> EXERCISE REQUIREMENTS: Report every line of the records that contains the word "conflicts".

> Dataset entries:
____
/// Fields of the group itself (the launch configuration is a separate group)
pub fn fields() -> Fields<GroupState, Group> {
    let mut fields = Fields::<GroupState, Group>::new("elastigroup");
    fields
        .attribute(
            "name",
            required(AttributeType::String, "Name of the group"),
            |group, state| {
                state.name = optional_string(group.name.clone());
                Ok(())
            },
            write_name,
            Some(write_name),
        )
        .attribute(
            "description",
            optional(AttributeType::String, "Description of the group"),
            |group, state| {
                let description = group.description.as_option().cloned();
                state.description = read_string(&state.description, description);
                Ok(())
            },
            |state, group| {
                if let Some(description) = non_empty(&state.description) {
                    group.description = Nullable::Value(description.to_owned());
                }
                Ok(())
            },
            Some(|state, group| {
                group.description = non_empty(&state.description).map(ToOwned::to_owned).into();
                Ok(())
            }),
        )
        .attribute(
            "product",
            required(
                AttributeType::String,
                "Operating system of the instances (eg: Linux/UNIX)",
            ),
            |group, state| {
                state.product = optional_string(group.compute().and_then(|c| c.product.clone()));
                Ok(())
            },
            |state, group| {
                if let Some(product) = non_empty(&state.product) {
                    group.compute_mut().product = Some(product.to_owned());
                }
                Ok(())
            },
            None,
        )
        .attribute(
            "region",
            optional(AttributeType::String, "AWS region of the group"),
            |group, state| {
                state.region = read_string(&state.region, group.region.clone());
                Ok(())
            },
            |state, group| {
                group.region = non_empty(&state.region).map(ToOwned::to_owned);
                Ok(())
            },
            None,
        )
        .attribute(
            "max_size",
            optional_computed(AttributeType::Number, "Maximal number of instances"),
            |group, state| {
                state.max_size = group.capacity().and_then(|c| c.maximum).into();
                Ok(())
            },
            write_max_size,
            Some(write_max_size),
        )
        .attribute(
            "min_size",
            optional_computed(AttributeType::Number, "Minimal number of instances"),
            |group, state| {
                state.min_size = group.capacity().and_then(|c| c.minimum).into();
                Ok(())
            },
            write_min_size,
            Some(write_min_size),
        )
        .attribute(
            "desired_capacity",
            optional_computed(AttributeType::Number, "Desired number of instances"),
            |group, state| {
                state.desired_capacity = group.capacity().and_then(|c| c.target).into();
                Ok(())
            },
            write_desired_capacity,
            Some(write_desired_capacity),
        )
        .attribute(
            "capacity_unit",
            optional_computed(
                AttributeType::String,
                "Unit of the capacity: instance or weight",
            ),
            |group, state| {
                let unit = group.capacity().and_then(|c| c.unit.clone());
                state.capacity_unit = read_string(&state.capacity_unit, unit);
                Ok(())
            },
            |state, group| {
                if let Some(unit) = non_empty(&state.capacity_unit) {
                    group.capacity_mut().unit = Some(unit.to_owned());
                }
                Ok(())
            },
            None,
        )
        .attribute(
            "instance_types_ondemand",
            required(AttributeType::String, "Instance type of on-demand instances"),
            |group, state| {
                let ondemand = group
                    .compute()
                    .and_then(|c| c.instance_types.as_ref())
                    .and_then(|types| types.ondemand.clone());
                state.instance_types_ondemand = optional_string(ondemand);
                Ok(())
            },
            write_ondemand_type,
            Some(write_ondemand_type),
        )
        .attribute(
            "instance_types_spot",
            required(string_list(), "Instance types of spot instances"),
            |group, state| {
                let spot = group
                    .compute()
                    .and_then(|c| c.instance_types.as_ref())
                    .and_then(|types| types.spot.clone())
                    .unwrap_or_default();
                state.instance_types_spot = to_string_list(spot);
                Ok(())
            },
            write_spot_types,
            Some(write_spot_types),
        )
        .attribute(
            "availability_zones",
            optional(
                string_list(),
                "Availability zones of the group, as `zone` or `zone:subnet`",
            ),
            |group, state| {
                state.availability_zones = match group
                    .compute()
                    .and_then(|c| c.availability_zones.as_option())
                {
                    Some(zones) if !zones.is_empty() => to_string_list(zones.iter().map(|zone| {
                        join_zone(
                            zone.name.as_deref().unwrap_or_default(),
                            zone.subnet_id.as_deref(),
                        )
                    })),
                    _ => Value::Null,
                };
                Ok(())
            },
            |state, group| {
                if let Some(zones) = zones(state) {
                    group.compute_mut().availability_zones = Nullable::Value(zones);
                }
                Ok(())
            },
            Some(|state, group| {
                group.compute_mut().availability_zones = zones(state).into();
                Ok(())
            }),
        )
        .attribute(
            "subnet_ids",
            optional(string_list(), "Subnets of the group"),
            |group, state| {
                let subnets = group.compute().and_then(|c| c.subnet_ids.as_option());
                state.subnet_ids = match subnets {
                    Some(subnets) if !subnets.is_empty() => to_string_list(subnets.iter()),
                    _ => Value::Null,
                };
                Ok(())
            },
            |state, group| {
                if let Some(subnets) = collect_strings(&state.subnet_ids) {
                    group.compute_mut().subnet_ids = Nullable::Value(subnets);
                }
                Ok(())
            },
            Some(|state, group| {
                group.compute_mut().subnet_ids = collect_strings(&state.subnet_ids).into();
                Ok(())
            }),
        )
        .attribute(
            "spot_percentage",
            optional(
                AttributeType::Number,
                "Percentage of spot instances (conflicts with ondemand_count)",
            ),
            |group, state| {
                state.spot_percentage = group
                    .strategy()
                    .and_then(|s| s.risk.as_option().copied())
                    .into();
                Ok(())
            },
            |state, group| {
                if let Some(risk) = state.spot_percentage.as_ref_option() {
                    group.strategy_mut().risk = Nullable::Value(*risk);
                }
                Ok(())
            },
            Some(|state, group| {
                group.strategy_mut().risk = state.spot_percentage.as_ref_option().copied().into();
                Ok(())
            }),
        )
        .attribute(
            "ondemand_count",
            optional(
                AttributeType::Number,
                "Number of on-demand instances (conflicts with spot_percentage)",
            ),
            |group, state| {
                state.ondemand_count = group
                    .strategy()
                    .and_then(|s| s.on_demand_count.as_option().copied())
                    .into();
                Ok(())
            },
            |state, group| {
                if let Some(count) = state.ondemand_count.as_ref_option() {
                    group.strategy_mut().on_demand_count = Nullable::Value(*count);
                }
                Ok(())
            },
            Some(|state, group| {
                group.strategy_mut().on_demand_count =
                    state.ondemand_count.as_ref_option().copied().into();
                Ok(())
            }),
        )
        .attribute(
            "orientation",
            optional_computed(
                AttributeType::String,
                "Prediction strategy of the group (default: balanced)",
            ),
            |group, state| {
                state.orientation =
                    optional_string(group.strategy().and_then(|s| s.availability_vs_cost.clone()));
                Ok(())
            },
            write_orientation,
            Some(write_orientation),
        )
        .attribute(
            "fallback_to_ondemand",
            optional_computed(
                AttributeType::Bool,
                "Launch on-demand instances when no spot instance is available (default: true)",
            ),
            |group, state| {
                state.fallback_to_ondemand = group.strategy().and_then(|s| s.fallback_to_od).into();
                Ok(())
            },
            write_fallback,
            Some(write_fallback),
        )
        .attribute(
            "draining_timeout",
            optional_computed(
                AttributeType::Number,
                "Time in seconds to drain an instance before terminating it",
            ),
            |group, state| {
                state.draining_timeout = group.strategy().and_then(|s| s.draining_timeout).into();
                Ok(())
            },
            write_draining_timeout,
            Some(write_draining_timeout),
        )
        .block(
            "tags",
            NestedBlock::List(nested(
                "Tags of the instances",
                vec![
                    ("key", required(AttributeType::String, "Tag key")),
                    ("value", optional(AttributeType::String, "Tag value")),
                ],
            )),
            |group, state| {
                let tags = group
                    .launch_specification()
                    .and_then(|spec| spec.tags.as_ref())
                    .filter(|tags| !tags.is_empty());
                state.tags = match tags {
                    Some(tags) => Value::Value(
                        tags.iter()
                            .map(|tag| {
                                Value::Value(TagState {
                                    key: optional_string(tag.tag_key.clone()),
                                    value: optional_string(tag.tag_value.clone()),
                                })
                            })
                            .collect(),
                    ),
                    None => Value::Null,
                };
                Ok(())
            },
            |state, group| {
                if let Some(tags) = tags(state) {
                    group.launch_specification_mut().tags = Some(tags);
                }
                Ok(())
            },
            Some(|state, group| {
                // an empty list removes the tags
                group.launch_specification_mut().tags = Some(tags(state).unwrap_or_default());
                Ok(())
            }),
        );
    fields
}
____
> RESULT FOR THIS TASK:
                "Percentage of spot instances (conflicts with ondemand_count)",
                "Number of on-demand instances (conflicts with spot_percentage)",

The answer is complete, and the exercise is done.